Cooking things was what appealed to Georgina. ''Let's make caramels,'' she said.
I was surprised that two people in a kitchen could make caramels. I thought of them as a mass-production item, like automobiles, for which complicated machinery was needed.
But, according to Georgina, all we needed was a frying pan and sugar.
''When it's caramelized,'' she said, ''we pour it into little balls on waxed paper.''
The nurses thought it was cute that we were cooking. ''Practicing for when you and Wade get married?'' one asked.
''I don't think Wade is the marrying kind,'' said Georgina.

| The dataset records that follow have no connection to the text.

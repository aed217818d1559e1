use chrono::{DateTime, NaiveDate, Utc};
use serde::{Deserialize, Serialize};
use serde_with::{DefaultOnNull, serde_as};

use crate::locale;

/// Coordinates and language of a single informer request.
#[derive(Debug, Clone, PartialEq)]
pub struct WeatherRequest {
    pub latitude: f64,
    pub longitude: f64,
    /// Locale tag forwarded to the provider as-is, e.g. `ru_RU` or `en_US`.
    pub lang: String,
}

/// Root of the informers response.
///
/// The five top-level fields are required, so an error payload from the
/// provider fails to decode. Inside the nested records a missing or `null`
/// field decodes to its zero value, the same way the provider documents
/// "absent" for things like `temp_water`.
#[derive(Debug, Clone, Default, PartialEq, Serialize, Deserialize)]
pub struct Weather {
    /// Server time, Unix seconds.
    pub now: i64,
    /// Server time in UTC, as rendered by the provider.
    pub now_dt: String,
    pub info: Info,
    pub fact: Fact,
    pub forecast: Forecast,
}

impl Weather {
    pub fn server_time(&self) -> Option<DateTime<Utc>> {
        unix_to_utc(self.now)
    }
}

/// Location the forecast was produced for.
#[serde_as]
#[derive(Debug, Clone, Default, PartialEq, Serialize, Deserialize)]
#[serde(default)]
pub struct Info {
    #[serde_as(as = "DefaultOnNull")]
    pub lat: f64,
    #[serde_as(as = "DefaultOnNull")]
    pub lon: f64,
    /// Public page of the location on the provider's site.
    #[serde_as(as = "DefaultOnNull")]
    pub url: String,
}

/// Current observation.
#[serde_as]
#[derive(Debug, Clone, Default, PartialEq, Serialize, Deserialize)]
#[serde(default)]
pub struct Fact {
    /// °C
    #[serde_as(as = "DefaultOnNull")]
    pub temp: i32,
    #[serde_as(as = "DefaultOnNull")]
    pub feels_like: i32,
    /// Only reported for places near water; zero otherwise.
    #[serde_as(as = "DefaultOnNull")]
    pub temp_water: i32,
    #[serde_as(as = "DefaultOnNull")]
    pub icon: String,
    #[serde_as(as = "DefaultOnNull")]
    pub condition: String,
    /// m/s
    #[serde_as(as = "DefaultOnNull")]
    pub wind_speed: f64,
    #[serde_as(as = "DefaultOnNull")]
    pub wind_gust: f64,
    #[serde_as(as = "DefaultOnNull")]
    pub wind_dir: String,
    #[serde_as(as = "DefaultOnNull")]
    pub pressure_mm: i32,
    #[serde_as(as = "DefaultOnNull")]
    pub pressure_pa: i32,
    /// Percent.
    #[serde_as(as = "DefaultOnNull")]
    pub humidity: i32,
    /// `d` or `n`.
    #[serde_as(as = "DefaultOnNull")]
    pub daytime: String,
    /// Set when `daytime` reflects polar day or night.
    #[serde_as(as = "DefaultOnNull")]
    pub polar: bool,
    #[serde_as(as = "DefaultOnNull")]
    pub season: String,
    /// Unix seconds.
    #[serde_as(as = "DefaultOnNull")]
    pub obs_time: i64,
}

impl Fact {
    pub fn condition_text(&self) -> Option<&'static str> {
        locale::condition_text(&self.condition)
    }

    pub fn wind_direction_text(&self) -> Option<&'static str> {
        locale::wind_direction_text(&self.wind_dir)
    }

    pub fn season_text(&self) -> Option<&'static str> {
        locale::season_text(&self.season)
    }

    pub fn icon_url(&self) -> String {
        locale::icon_url(&self.icon)
    }

    pub fn observed_at(&self) -> Option<DateTime<Utc>> {
        unix_to_utc(self.obs_time)
    }
}

/// Forecast for one calendar day, split into parts of the day.
#[serde_as]
#[derive(Debug, Clone, Default, PartialEq, Serialize, Deserialize)]
#[serde(default)]
pub struct Forecast {
    /// `YYYY-MM-DD`
    #[serde_as(as = "DefaultOnNull")]
    pub date: String,
    #[serde_as(as = "DefaultOnNull")]
    pub date_ts: i64,
    #[serde_as(as = "DefaultOnNull")]
    pub week: i32,
    /// Local time; empty in polar regions.
    #[serde_as(as = "DefaultOnNull")]
    pub sunrise: String,
    #[serde_as(as = "DefaultOnNull")]
    pub sunset: String,
    /// Lunar phase in 1/16 steps, 0 being full moon.
    #[serde_as(as = "DefaultOnNull")]
    pub moon_code: i32,
    /// `moon-code-N`
    #[serde_as(as = "DefaultOnNull")]
    pub moon_text: String,
    /// In the order the provider sent them, normally night, morning, day, evening.
    #[serde_as(as = "DefaultOnNull")]
    pub parts: Vec<Part>,
}

impl Forecast {
    pub fn moon_phase_text(&self) -> Option<&'static str> {
        locale::moon_phase_text(self.moon_code)
    }

    pub fn day(&self) -> Option<NaiveDate> {
        NaiveDate::parse_from_str(&self.date, "%Y-%m-%d").ok()
    }
}

/// Forecast for one part of the day.
#[serde_as]
#[derive(Debug, Clone, Default, PartialEq, Serialize, Deserialize)]
#[serde(default)]
pub struct Part {
    /// `night`, `morning`, `day` or `evening`.
    #[serde_as(as = "DefaultOnNull")]
    pub part_name: String,
    #[serde_as(as = "DefaultOnNull")]
    pub temp_min: i32,
    #[serde_as(as = "DefaultOnNull")]
    pub temp_max: i32,
    #[serde_as(as = "DefaultOnNull")]
    pub temp_avg: i32,
    #[serde_as(as = "DefaultOnNull")]
    pub feels_like: i32,
    #[serde_as(as = "DefaultOnNull")]
    pub temp_water: i32,
    #[serde_as(as = "DefaultOnNull")]
    pub icon: String,
    #[serde_as(as = "DefaultOnNull")]
    pub condition: String,
    #[serde_as(as = "DefaultOnNull")]
    pub daytime: String,
    #[serde_as(as = "DefaultOnNull")]
    pub polar: bool,
    #[serde_as(as = "DefaultOnNull")]
    pub wind_speed: f64,
    #[serde_as(as = "DefaultOnNull")]
    pub wind_gust: f64,
    #[serde_as(as = "DefaultOnNull")]
    pub wind_dir: String,
    #[serde_as(as = "DefaultOnNull")]
    pub pressure_mm: i32,
    #[serde_as(as = "DefaultOnNull")]
    pub pressure_pa: i32,
    #[serde_as(as = "DefaultOnNull")]
    pub humidity: i32,
    /// Expected precipitation, mm.
    #[serde_as(as = "DefaultOnNull")]
    pub prec_mm: f64,
    /// Expected precipitation window, minutes.
    #[serde_as(as = "DefaultOnNull")]
    pub prec_period: i32,
    /// Probability of precipitation, percent.
    #[serde_as(as = "DefaultOnNull")]
    pub prec_prob: i32,
}

impl Part {
    pub fn name_text(&self) -> Option<&'static str> {
        locale::part_name_text(&self.part_name)
    }

    pub fn condition_text(&self) -> Option<&'static str> {
        locale::condition_text(&self.condition)
    }

    pub fn wind_direction_text(&self) -> Option<&'static str> {
        locale::wind_direction_text(&self.wind_dir)
    }

    pub fn icon_url(&self) -> String {
        locale::icon_url(&self.icon)
    }
}

fn unix_to_utc(ts: i64) -> Option<DateTime<Utc>> {
    DateTime::from_timestamp(ts, 0)
}
use serde::{Deserialize, Serialize};

#[derive(Debug, Clone, Copy, PartialEq, Eq, Serialize, Deserialize)]
#[serde(rename_all = "lowercase")]
pub enum IssueSeverity {
    Error,
    Warning,
}

/// A validation issue found while checking a form.
#[derive(Debug, Clone, Serialize, Deserialize)]
pub struct ValidationIssue {
    /// Stable issue code (e.g., "REG_FIELD", "REG_COMBO_TIME").
    pub code: String,
    /// Human-readable message describing the issue.
    pub message: String,
    /// Severity level.
    pub severity: IssueSeverity,
    /// Field label (if the issue concerns a single field).
    pub field: Option<String>,
}

/// Validation outcome for a whole form pass.
#[derive(Debug, Clone, Default, Serialize, Deserialize)]
pub struct ValidationReport {
    pub issues: Vec<ValidationIssue>,
}

impl ValidationReport {
    pub fn error_count(&self) -> usize {
        self.issues
            .iter()
            .filter(|issue| issue.severity == IssueSeverity::Error)
            .count()
    }

    pub fn warning_count(&self) -> usize {
        self.issues
            .iter()
            .filter(|issue| issue.severity == IssueSeverity::Warning)
            .count()
    }

    pub fn has_errors(&self) -> bool {
        self.error_count() > 0
    }
}
use thiserror::Error;

#[derive(Debug, Error)]
pub enum CheckinError {
    #[error("io error: {0}")]
    Io(#[from] std::io::Error),
    #[error("field '{field}' rejected input {input:?}: expected {expected}")]
    Parse {
        field: String,
        input: String,
        expected: &'static str,
    },
    #[error("{0}")]
    Message(String),
}

pub type Result<T> = std::result::Result<T, CheckinError>;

Even someone who's never made caramels knows how hot sugar has to be before it caramelizes. That's how hot it was when the pan slipped and I poured half the sugar onto Georgina's hand, which was holding the waxed paper straight.
I screamed and screamed, but Georgina didn't make a sound. The nurses ran in and produced ice and unguents and wrappings, and I kept screaming, and Georgina did nothing. She stood still with her candied hand stretched out in front of her.
I can't remember if it was E. Howard Hunt or G. Gordon Liddy who said, during the Watergate hearings, that he'd nightly held his hand in a candle flame till his palm burned to assure himself he could stand up to torture.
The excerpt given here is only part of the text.